• **Your task**:
Every line containing "that" should be identified and copied from the data below.

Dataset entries
+++
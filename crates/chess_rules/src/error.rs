//! Error types for chess rules
//!
//! Raised when user-supplied piece fields or board coordinates fail to parse.

use thiserror::Error;

/// Errors that can occur while validating rules input
#[derive(Error, Debug, Clone, PartialEq, Eq)]
pub enum RulesError {
    /// Piece type outside Pawn, Knight, Bishop, Rook, Queen, King
    #[error("\"{0}\" is not a valid piece type")]
    InvalidPieceKind(String),

    /// Color other than white or black
    #[error("\"{0}\" is not a valid color")]
    InvalidColor(String),

    /// Coordinate that is not a file a-h followed by a rank 1-8
    #[error("\"{0}\" is not a valid board coordinate (expected a1..h8)")]
    InvalidSquare(String),

    /// Move query issued without a coordinate
    #[error("a board coordinate is required")]
    MissingCoordinate,
}

/// Result type alias for rules operations
pub type RulesResult<T> = Result<T, RulesError>;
+++
• **Problem solution**:
/// Errors that can occur while validating rules input
    /// Coordinate that is not a file a-h followed by a rank 1-8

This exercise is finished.